Given information:
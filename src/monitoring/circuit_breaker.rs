//! 熔断器：按会话统计连续 / 累计告警，检测类别间振荡；一旦跳闸便保持跳闸
//!
//! - record(NONE)：连续计数清零，不影响累计计数与历史
//! - record(非 NONE)：追加历史，连续与累计各 +1，依次检查 consecutive → total → oscillation
//! - 跳闸后任何 record 都原样返回当前状态，只有 reset()（新会话）能清除

use std::collections::{BTreeMap, HashMap, VecDeque};
use std::fmt;

use serde::Serialize;

use crate::config::CircuitBreakerSection;
use crate::core::CriticalState;

/// 历史环形缓冲长度（仅用于展示与振荡检测）
const HISTORY_CAPACITY: usize = 10;
/// 诊断中展示的最近类别数
const LAST_STATES: usize = 5;
/// 振荡检测回看的告警条数
const OSCILLATION_LOOKBACK: usize = 6;

/// 跳闸原因
#[derive(Clone, Debug, PartialEq, Eq, Serialize)]
#[serde(tag = "kind", rename_all = "snake_case")]
pub enum TripReason {
    Consecutive { count: usize },
    Total { count: usize },
    Oscillation { a: CriticalState, b: CriticalState },
}

impl TripReason {
    /// 指标标签用的简短名称
    pub fn kind(&self) -> &'static str {
        match self {
            TripReason::Consecutive { .. } => "consecutive",
            TripReason::Total { .. } => "total",
            TripReason::Oscillation { .. } => "oscillation",
        }
    }
}

impl fmt::Display for TripReason {
    fn fmt(&self, f: &mut fmt::Formatter<'_>) -> fmt::Result {
        match self {
            TripReason::Consecutive { count } => write!(f, "consecutive critical states: {count}"),
            TripReason::Total { count } => write!(f, "total critical states exceeded: {count}"),
            TripReason::Oscillation { a, b } => {
                write!(f, "oscillation detected between {a} and {b}")
            }
        }
    }
}

/// 跳闸时的诊断信息
#[derive(Clone, Debug, Default, Serialize)]
pub struct BreakerDiagnostics {
    pub trip_reason: Option<TripReason>,
    /// 所有记录过的类别出现次数
    pub state_frequency: BTreeMap<CriticalState, usize>,
    pub last_states: Vec<CriticalState>,
    pub recommendations: Vec<String>,
}

/// 每次 record 返回的状态快照
#[derive(Clone, Debug, Serialize)]
pub struct CircuitBreakerStatus {
    pub tripped: bool,
    pub consecutive_alerts: usize,
    pub total_alerts: usize,
    /// 最近至多 10 条告警（最旧在前）
    pub alert_history: Vec<CriticalState>,
    pub thrashing_pattern: Option<String>,
    pub diagnostics: BreakerDiagnostics,
}

impl CircuitBreakerStatus {
    pub fn is_tripped(&self) -> bool {
        self.tripped
    }

    pub fn trip_reason(&self) -> Option<&TripReason> {
        self.diagnostics.trip_reason.as_ref()
    }
}

/// 单会话熔断器
#[derive(Clone, Debug)]
pub struct CircuitBreaker {
    max_consecutive: usize,
    max_total: usize,
    consecutive_count: usize,
    total_count: usize,
    history: VecDeque<CriticalState>,
    frequency: HashMap<CriticalState, usize>,
    trip_reason: Option<TripReason>,
}

impl Default for CircuitBreaker {
    fn default() -> Self {
        Self::new(3, 10)
    }
}

impl CircuitBreaker {
    pub fn new(max_consecutive: usize, max_total: usize) -> Self {
        Self {
            max_consecutive,
            max_total,
            consecutive_count: 0,
            total_count: 0,
            history: VecDeque::with_capacity(HISTORY_CAPACITY),
            frequency: HashMap::new(),
            trip_reason: None,
        }
    }

    pub fn from_config(config: &CircuitBreakerSection) -> Self {
        Self::new(config.max_consecutive, config.max_total)
    }

    pub fn is_tripped(&self) -> bool {
        self.trip_reason.is_some()
    }

    pub fn consecutive_count(&self) -> usize {
        self.consecutive_count
    }

    pub fn total_count(&self) -> usize {
        self.total_count
    }

    /// 记录一轮分类结果
    pub fn record(&mut self, state: CriticalState) -> CircuitBreakerStatus {
        if self.is_tripped() {
            return self.status();
        }

        if !state.is_critical() {
            self.consecutive_count = 0;
            return self.status();
        }

        if self.history.len() == HISTORY_CAPACITY {
            self.history.pop_front();
        }
        self.history.push_back(state);
        *self.frequency.entry(state).or_insert(0) += 1;
        self.consecutive_count += 1;
        self.total_count += 1;

        let reason = if self.consecutive_count >= self.max_consecutive {
            Some(TripReason::Consecutive {
                count: self.consecutive_count,
            })
        } else if self.total_count >= self.max_total {
            Some(TripReason::Total {
                count: self.total_count,
            })
        } else {
            self.oscillation()
                .map(|(a, b)| TripReason::Oscillation { a, b })
        };

        if let Some(reason) = reason {
            tracing::warn!(
                reason = %reason,
                consecutive = self.consecutive_count,
                total = self.total_count,
                "circuit breaker tripped"
            );
            self.trip_reason = Some(reason);
        }

        self.status()
    }

    /// 新会话开始时清空全部状态；不得用于跳闸后的会话内恢复
    pub fn reset(&mut self) {
        self.consecutive_count = 0;
        self.total_count = 0;
        self.history.clear();
        self.frequency.clear();
        self.trip_reason = None;
    }

    /// 最近告警中的 A-B-A-B 模式
    fn oscillation(&self) -> Option<(CriticalState, CriticalState)> {
        let recent: Vec<CriticalState> = self
            .history
            .iter()
            .rev()
            .take(OSCILLATION_LOOKBACK)
            .rev()
            .copied()
            .filter(CriticalState::is_critical)
            .collect();
        let n = recent.len();
        if n < 4 {
            return None;
        }
        let (a, b, c, d) = (recent[n - 4], recent[n - 3], recent[n - 2], recent[n - 1]);
        (a == c && b == d && a != b).then_some((a, b))
    }

    pub fn status(&self) -> CircuitBreakerStatus {
        CircuitBreakerStatus {
            tripped: self.is_tripped(),
            consecutive_alerts: self.consecutive_count,
            total_alerts: self.total_count,
            alert_history: self.history.iter().copied().collect(),
            thrashing_pattern: self.thrashing_pattern(),
            diagnostics: BreakerDiagnostics {
                trip_reason: self.trip_reason.clone(),
                state_frequency: self.frequency.iter().map(|(s, c)| (*s, *c)).collect(),
                last_states: self
                    .history
                    .iter()
                    .skip(self.history.len().saturating_sub(LAST_STATES))
                    .copied()
                    .collect(),
                recommendations: self.recommendations(),
            },
        }
    }

    /// 出现次数排序：次数降序，同次数按评估优先级降序
    fn ranked(&self) -> Vec<(CriticalState, usize)> {
        let mut ranked: Vec<_> = self.frequency.iter().map(|(s, c)| (*s, *c)).collect();
        ranked.sort_by(|(sa, ca), (sb, cb)| cb.cmp(ca).then(sb.cmp(sa)));
        ranked
    }

    fn thrashing_pattern(&self) -> Option<String> {
        let ranked = self.ranked();
        match ranked.as_slice() {
            [] => None,
            [(state, count)] => Some(format!("Repeated {state} ({count} times)")),
            [(s1, c1), (s2, c2), ..] if c1 == c2 => {
                Some(format!("Oscillating between {s1} and {s2}"))
            }
            [(s1, c1), (s2, c2), ..] => {
                Some(format!("Primarily {s1} ({c1}x) with some {s2} ({c2}x)"))
            }
        }
    }

    fn count_of(&self, state: CriticalState) -> usize {
        self.frequency.get(&state).copied().unwrap_or(0)
    }

    fn recommendations(&self) -> Vec<String> {
        if !self.is_tripped() {
            return Vec::new();
        }

        let mut recs = Vec::new();
        if self.count_of(CriticalState::Deadlock) >= 3 {
            recs.push("High DEADLOCK count: diversify the available tools/actions".to_string());
        }
        if self.count_of(CriticalState::Panic) >= 3 {
            recs.push("High PANIC count: clarify the goal; the query may be vague or contradictory".to_string());
        }
        if self.count_of(CriticalState::Hubris) >= 2 {
            recs.push("Multiple HUBRIS triggers: lower the confidence threshold".to_string());
        }
        if self.count_of(CriticalState::Scarcity) >= 2 {
            recs.push("Multiple SCARCITY triggers: raise the token/step budget".to_string());
        }
        if matches!(self.trip_reason, Some(TripReason::Oscillation { .. })) {
            recs.push("Oscillation detected: protocols may have conflicting priorities".to_string());
        }
        if recs.is_empty() {
            recs.push("General thrashing: simplify the query or add more context".to_string());
        }
        recs
    }
}

impl fmt::Display for CircuitBreaker {
    fn fmt(&self, f: &mut fmt::Formatter<'_>) -> fmt::Result {
        match &self.trip_reason {
            Some(reason) => write!(f, "CIRCUIT BREAKER TRIPPED: {reason}"),
            None => write!(
                f,
                "Circuit Breaker: {}/{} consecutive, {}/{} total",
                self.consecutive_count, self.max_consecutive, self.total_count, self.max_total
            ),
        }
    }
}

#[cfg(test)]
mod tests {
    use super::*;
    use CriticalState::*;

    #[test]
    fn test_initial_state() {
        let breaker = CircuitBreaker::default();
        assert!(!breaker.is_tripped());
        assert_eq!(breaker.consecutive_count(), 0);
        assert_eq!(breaker.total_count(), 0);
    }

    #[test]
    fn test_single_alert_does_not_trip() {
        let mut breaker = CircuitBreaker::default();
        let status = breaker.record(Panic);
        assert!(!status.is_tripped());
        assert_eq!(status.consecutive_alerts, 1);
        assert_eq!(status.total_alerts, 1);
        assert!(status.diagnostics.recommendations.is_empty());
    }

    #[test]
    fn test_consecutive_trip() {
        let mut breaker = CircuitBreaker::new(3, 10);
        assert!(!breaker.record(Deadlock).is_tripped());
        assert!(!breaker.record(Deadlock).is_tripped());
        let status = breaker.record(Deadlock);
        assert!(status.is_tripped());
        assert!(status.trip_reason().unwrap().to_string().contains("consecutive"));
        assert!(status
            .diagnostics
            .recommendations
            .iter()
            .any(|r| r.contains("DEADLOCK")));
    }

    #[test]
    fn test_none_resets_consecutive_only() {
        let mut breaker = CircuitBreaker::default();
        breaker.record(Panic);
        breaker.record(Panic);
        let status = breaker.record(None);
        assert_eq!(status.consecutive_alerts, 0);
        assert_eq!(status.total_alerts, 2);
        assert_eq!(status.alert_history, vec![Panic, Panic]);
        assert!(!status.is_tripped());
    }

    #[test]
    fn test_total_trip() {
        let mut breaker = CircuitBreaker::new(3, 10);
        let rotation = [Panic, Deadlock, Hubris];
        let mut last = breaker.status();
        for i in 0..10 {
            last = breaker.record(rotation[i % 3]);
            if last.is_tripped() {
                break;
            }
            breaker.record(None);
        }
        assert!(last.is_tripped());
        assert_eq!(last.total_alerts, 10);
        assert!(matches!(last.trip_reason(), Some(TripReason::Total { count: 10 })));
    }

    #[test]
    fn test_oscillation_trip_below_limits() {
        let mut breaker = CircuitBreaker::new(3, 10);
        breaker.record(Panic);
        breaker.record(None);
        breaker.record(Deadlock);
        breaker.record(None);
        breaker.record(Panic);
        breaker.record(None);
        let status = breaker.record(Deadlock);
        assert!(status.is_tripped());
        assert!(status.consecutive_alerts < 3);
        assert!(status.total_alerts < 10);
        assert_eq!(
            status.trip_reason(),
            Some(&TripReason::Oscillation { a: Panic, b: Deadlock })
        );
        assert!(status
            .diagnostics
            .recommendations
            .iter()
            .any(|r| r.contains("Oscillation")));
    }

    #[test]
    fn test_stays_tripped() {
        let mut breaker = CircuitBreaker::default();
        for _ in 0..3 {
            breaker.record(Panic);
        }
        assert!(breaker.is_tripped());
        let before = breaker.total_count();
        for state in [None, None, Hubris, Scarcity, None] {
            let status = breaker.record(state);
            assert!(status.is_tripped());
        }
        assert_eq!(breaker.total_count(), before);
    }

    #[test]
    fn test_reset_clears_everything() {
        let mut breaker = CircuitBreaker::default();
        for _ in 0..3 {
            breaker.record(Deadlock);
        }
        breaker.reset();
        let status = breaker.status();
        assert!(!status.is_tripped());
        assert_eq!(status.total_alerts, 0);
        assert!(status.alert_history.is_empty());
        assert!(status.diagnostics.state_frequency.is_empty());
    }

    #[test]
    fn test_history_is_bounded_but_counts_are_not() {
        let mut breaker = CircuitBreaker::new(100, 100);
        let rotation = [Panic, Deadlock, Hubris];
        for i in 0..15 {
            breaker.record(rotation[i % 3]);
        }
        let status = breaker.status();
        assert_eq!(status.alert_history.len(), 10);
        assert_eq!(status.total_alerts, 15);
        assert_eq!(status.diagnostics.state_frequency.values().sum::<usize>(), 15);
    }

    #[test]
    fn test_diagnostics_after_trip() {
        let mut breaker = CircuitBreaker::new(3, 10);
        breaker.record(Scarcity);
        breaker.record(None);
        breaker.record(Hubris);
        breaker.record(Scarcity);
        let status = breaker.record(Hubris);
        // H, S, H 连续三次先于振荡检查触发
        assert!(status.is_tripped());
        assert!(matches!(status.trip_reason(), Some(TripReason::Consecutive { count: 3 })));
        let d = &status.diagnostics;
        assert_eq!(d.state_frequency.get(&Scarcity), Some(&2));
        assert_eq!(d.last_states, vec![Scarcity, Hubris, Scarcity, Hubris]);
        assert!(d.recommendations.iter().any(|r| r.contains("SCARCITY")));
        assert!(d.recommendations.iter().any(|r| r.contains("HUBRIS")));
    }

    #[test]
    fn test_general_recommendation_when_nothing_dominates() {
        let mut breaker = CircuitBreaker::new(3, 10);
        breaker.record(Panic);
        breaker.record(Deadlock);
        let status = breaker.record(Novelty);
        assert!(status.is_tripped());
        assert_eq!(status.diagnostics.recommendations.len(), 1);
        assert!(status.diagnostics.recommendations[0].contains("General"));
    }

    #[test]
    fn test_thrashing_pattern() {
        let mut breaker = CircuitBreaker::new(10, 10);
        assert!(breaker.status().thrashing_pattern.is_none());
        breaker.record(Panic);
        assert_eq!(
            breaker.status().thrashing_pattern.as_deref(),
            Some("Repeated PANIC (1 times)")
        );
        breaker.record(Deadlock);
        assert_eq!(
            breaker.status().thrashing_pattern.as_deref(),
            Some("Oscillating between DEADLOCK and PANIC")
        );
    }
}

Work required: Go through the lines above and copy any that contain "Serialize".

Finished exercise:
use serde::Serialize;
#[derive(Clone, Debug, PartialEq, Eq, Serialize)]
#[derive(Clone, Debug, Default, Serialize)]
#[derive(Clone, Debug, Serialize)]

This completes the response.